1. Examples of tumour responses on scans
Suppose a potentially better imaging test for node disease is developed, how should it be evaluated? Such a test would fall into the same sort of regulatory route as surgical devices – we need to show safety and fitness for purpose. Safety is straightforward – the phase 1/2 route clearly works fine, but how do we demonstrate ‘fitness for purpose’? The answer is some form of clinical trial, but the question of endpoints is very tricky – how many ‘normal’ lymph nodes harbouring small cancers do we need to detect to be worthwhile? How many are we allowed to miss? How do we evaluate the ‘true’ positive and negative rates? Should we move to broader clinical outcomes rather than counting lymph nodes – for example, does the application of the test result in better clinical results, for example, longer survival times, than the standard way of managing the patient?
These are all very difficult issues when applied to image technology when the acquisition costs of new scanners are very high. Even for technologies that augment existing scanners, for example, new contrast medium drugs, the issues are substantial, and there is not a single consistent route across the globe.

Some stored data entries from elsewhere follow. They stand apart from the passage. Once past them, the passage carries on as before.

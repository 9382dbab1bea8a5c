use std::fmt;

use enum_iterator::IntoEnumIterator;

pub mod chunks;
pub mod errors;
pub mod reader;
pub mod validators;

pub use self::chunks::{be32, ChunkHeader, ChunkType};

use self::errors::{PngError, PngResult};



/// The eight bytes every PNG datastream starts with.
pub const SIGNATURE: [u8;8] = [0x89, 0x50, 0x4e, 0x47, 0x0d, 0x0a, 0x1a, 0x0a];

/// Length of an `IHDR` payload.
pub const IHDR_LENGTH: u32 = 13;


/// Decoded `IHDR` payload.
#[derive(Clone, Copy, Debug, Default, Eq, PartialEq)]
pub struct ImageHeader {
    pub width: u32,
    pub height: u32,
    pub bit_depth: u8,
    pub colour_type: u8,
    pub compression_method: u8,
    pub filter_method: u8,
    pub interlace_method: u8,
}

#[derive(Clone, Copy, Debug, Eq, PartialEq, enum_iterator_derive::IntoEnumIterator)]
pub enum ColourType {
    Greyscale = 0,
    Truecolour = 2,
    Indexed = 3,
    GreyscaleAlpha = 4,
    TruecolourAlpha = 6,
}

#[derive(Clone, Copy, Debug, Eq, PartialEq)]
pub enum Interlace {
    None = 0,
    Adam7 = 1,
}


impl ImageHeader {
    /// Decodes the fixed layout field by field. Integers are big-endian on the wire.
    pub fn from_bytes(payload: &[u8; IHDR_LENGTH as usize]) -> Self {
        ImageHeader {
            width: be32([payload[0], payload[1], payload[2], payload[3]]),
            height: be32([payload[4], payload[5], payload[6], payload[7]]),
            bit_depth: payload[8],
            colour_type: payload[9],
            compression_method: payload[10],
            filter_method: payload[11],
            interlace_method: payload[12],
        }
    }

    /// Like `from_bytes`, but for a payload whose length is not yet known.
    pub fn from_payload(payload: &[u8]) -> PngResult<Self> {
        if payload.len() != IHDR_LENGTH as usize {
            return Err(PngError::UnexpectedLength { expected: IHDR_LENGTH, actual: payload.len() as u32 });
        }
        let mut buffer = [0u8; IHDR_LENGTH as usize];
        buffer.copy_from_slice(payload);
        Ok(Self::from_bytes(&buffer))
    }

    pub fn colour(&self) -> Option<ColourType> {
        ColourType::from_u8(self.colour_type)
    }

    pub fn interlace(&self) -> Option<Interlace> {
        match self.interlace_method {
            0 => Some(Interlace::None),
            1 => Some(Interlace::Adam7),
            _ => None,
        }
    }
}


impl ColourType {
    pub fn from_u8(value: u8) -> Option<Self> {
        ColourType::into_enum_iter().find(|it| *it as u8 == value)
    }

    pub fn channels(self) -> usize {
        use self::ColourType::*;

        match self {
            Greyscale | Indexed => 1,
            GreyscaleAlpha => 2,
            Truecolour => 3,
            TruecolourAlpha => 4,
        }
    }

    pub fn allowed_bit_depths(self) -> &'static [u8] {
        use self::ColourType::*;

        match self {
            Greyscale => &[1, 2, 4, 8, 16],
            Indexed => &[1, 2, 4, 8],
            GreyscaleAlpha | Truecolour | TruecolourAlpha => &[8, 16],
        }
    }
}

impl fmt::Display for ColourType {
    fn fmt(&self, f: &mut fmt::Formatter) -> fmt::Result {
        use self::ColourType::*;

        let name = match self {
            Greyscale => "greyscale",
            Truecolour => "truecolour",
            Indexed => "indexed-colour",
            GreyscaleAlpha => "greyscale with alpha",
            TruecolourAlpha => "truecolour with alpha",
        };
        write!(f, "{}", name)
    }
}


#[cfg(test)]
mod tests {
    use super::*;

    #[test]
    fn test_from_bytes() {
        let payload = [
            0x00, 0x00, 0x03, 0x20, // 800
            0x00, 0x00, 0x02, 0x58, // 600
            8, 2, 0, 0, 1,
        ];
        let header = ImageHeader::from_bytes(&payload);
        assert_eq!(header.width, 800);
        assert_eq!(header.height, 600);
        assert_eq!(header.bit_depth, 8);
        assert_eq!(header.colour(), Some(ColourType::Truecolour));
        assert_eq!(header.interlace(), Some(Interlace::Adam7));
    }

    #[test]
    fn test_from_payload() {
        let payload = [0, 0, 0, 1, 0, 0, 0, 1, 16, 0, 0, 0, 0];
        let header = ImageHeader::from_payload(&payload).unwrap();
        assert_eq!(header, ImageHeader { width: 1, height: 1, bit_depth: 16, ..Default::default() });
    }

    #[test]#[should_panic(expected="UnexpectedLength { expected: 13, actual: 12 }")]
    fn test_from_short_payload() {
        ImageHeader::from_payload(&[0; 12]).unwrap();
    }

    #[test]
    fn test_colour_type_from_u8() {
        for colour in ColourType::into_enum_iter() {
            assert_eq!(ColourType::from_u8(colour as u8), Some(colour));
        }
        for value in &[1, 5, 7, 0xff] {
            assert_eq!(ColourType::from_u8(*value), None);
        }
    }

    #[test]
    fn test_channels() {
        assert_eq!(ColourType::Indexed.channels(), 1);
        assert_eq!(ColourType::TruecolourAlpha.channels(), 4);
    }
}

Similar arguments apply to diagnostic tests. Again, at first sight, the problem would seem simple – if we have a blood test that correlates with cancer, then we should use it as part of the basis for clinical decisions. However, if we examine the literature, we find many examples of tests that correlate with the presence or absence of disease but very few are actually used clinically – why should this be? The principal answer to this is that the test has to give additional information over what we know already. For example, there is a whole range of urine tests that correlate with the presence of bladder cancer but none are used in the UK. Patients with suspected bladder cancer need a cystoscopy to confirm the diagnosis. The available urine tests are not reliable enough to exclude patients from a cystoscopy. Once the bladder has been examined, if a tumour is seen, a biopsy is needed. Again, the tests are not sufficiently reliable to obviate the need for biopsy. In addition, the excision biopsy is also part of the treatment, so however good the test, the patient still needs the operation. How about predicting prognosis? Again, the urine test is good but not as good as the pathological study of the removed tumour, so again it adds nothing. Given the above, the correct test for a diagnostic procedure is its effect on outcomes – can the test spare invasive procedures or predict which of a range of treatment options is best? This requires large-scale trials similar to those needed to license a drug and is the reason there are so few established tests or markers used in the clinic as decision aids.